Some insurance carriers have developed products specifically designed to provide retirement plan contributions. Known under various product names (depending on the page), such retirement income protection plans are not pension plans: they are disability policies that pay, as the benefit, an amount that approximates what the disabled insured would have contributed to a 401(k), profit-sharing, or another type of retirement plan, had they been able to work. The idea of such policies is to provide the insured with the retirement income that would have been expected if the disability had not occurred.

The benefit is generally based on the average contribution the insured had been making to a retirement plan, up to a maximum as set by the policy (usually based on the retirement plan contribution limits set by federal law). The benefit also may include an amount for any contribution the employer usually would make. The gift is deposited into a trusted product at a financial institution. Investment decisions are typically caused by the insured. At retirement age, the accumulated assets are distributed to the insured to supplement whatever is received from their original retirement plan.

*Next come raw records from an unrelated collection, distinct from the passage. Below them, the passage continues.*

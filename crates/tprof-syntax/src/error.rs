//! Error types for front-end operations.
//!
//! Every failure the front end can report while turning a source file into a
//! [`TranslationUnit`](crate::TranslationUnit) is represented here. The
//! analysis core never runs on a file that produced one of these errors.

use std::path::PathBuf;

use thiserror::Error;

use crate::language::SupportedLanguage;

/// Errors from front-end operations.
#[derive(Debug, Error)]
#[non_exhaustive]
pub enum SyntaxError {
    /// Failed to initialise the Tree-sitter parser for a language.
    #[error("failed to initialise parser for {language}: {message}")]
    ParserInitError {
        /// The language that failed to initialise.
        language: SupportedLanguage,
        /// Description of the failure.
        message: String,
    },

    /// Failed to determine language from file path.
    #[error("could not determine language for path: {}", path.display())]
    UnknownLanguage {
        /// The path that could not be mapped to a language.
        path: PathBuf,
    },

    /// The source file could not be read.
    #[error("failed to read {}: {source}", path.display())]
    ReadError {
        /// The file that could not be read.
        path: PathBuf,
        /// The underlying I/O failure.
        #[source]
        source: std::io::Error,
    },

    /// The parser did not produce a tree at all.
    #[error("failed to parse {language}: {message}")]
    ParseError {
        /// The language that failed to parse.
        language: SupportedLanguage,
        /// Description of the failure.
        message: String,
    },

    /// The tree contains syntax errors, so spans cannot be trusted.
    #[error("{file}:{line}:{column}: {message} ({count} syntax error(s))")]
    InvalidSource {
        /// Name of the file containing the errors.
        file: String,
        /// One-based line of the first error.
        line: u32,
        /// One-based column of the first error.
        column: u32,
        /// Description of the first error.
        message: String,
        /// Total number of error nodes found.
        count: usize,
    },

    /// The source is larger than the addressable location space.
    #[error("{file} is too large to address ({len} bytes)")]
    SourceTooLarge {
        /// Name of the offending file.
        file: String,
        /// Length of the file in bytes.
        len: usize,
    },
}

impl SyntaxError {
    /// Creates a parser initialisation error.
    #[must_use]
    pub fn parser_init(language: SupportedLanguage, message: impl Into<String>) -> Self {
        Self::ParserInitError {
            language,
            message: message.into(),
        }
    }

    /// Creates an unknown language error.
    #[must_use]
    pub const fn unknown_language(path: PathBuf) -> Self {
        Self::UnknownLanguage { path }
    }

    /// Creates a read error.
    #[must_use]
    pub const fn read(path: PathBuf, source: std::io::Error) -> Self {
        Self::ReadError { path, source }
    }

    /// Creates a parse error.
    #[must_use]
    pub fn parse(language: SupportedLanguage, message: impl Into<String>) -> Self {
        Self::ParseError {
            language,
            message: message.into(),
        }
    }
}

Policy specifics will vary from carrier to carrier. Riders may be available that adjust the benefit amount for inflation or for income increases that would have been expected if not for the disability. As with any disability product, the prospective insured should pay close attention to how disability is defined, for example, whether benefits eligibility is determined by the inability to work in the insured’s regular occupation or any field.

The nest egg we build for retirement comes from hard work and discipline. It makes sense to protect that nest egg, just as we protect other vital assets, such as our lives and homes. Retirement income protection recognizes the importance of saving for retirement and gives insureds the security of knowing they’ll be able to continue to do so, even if faced with a disability.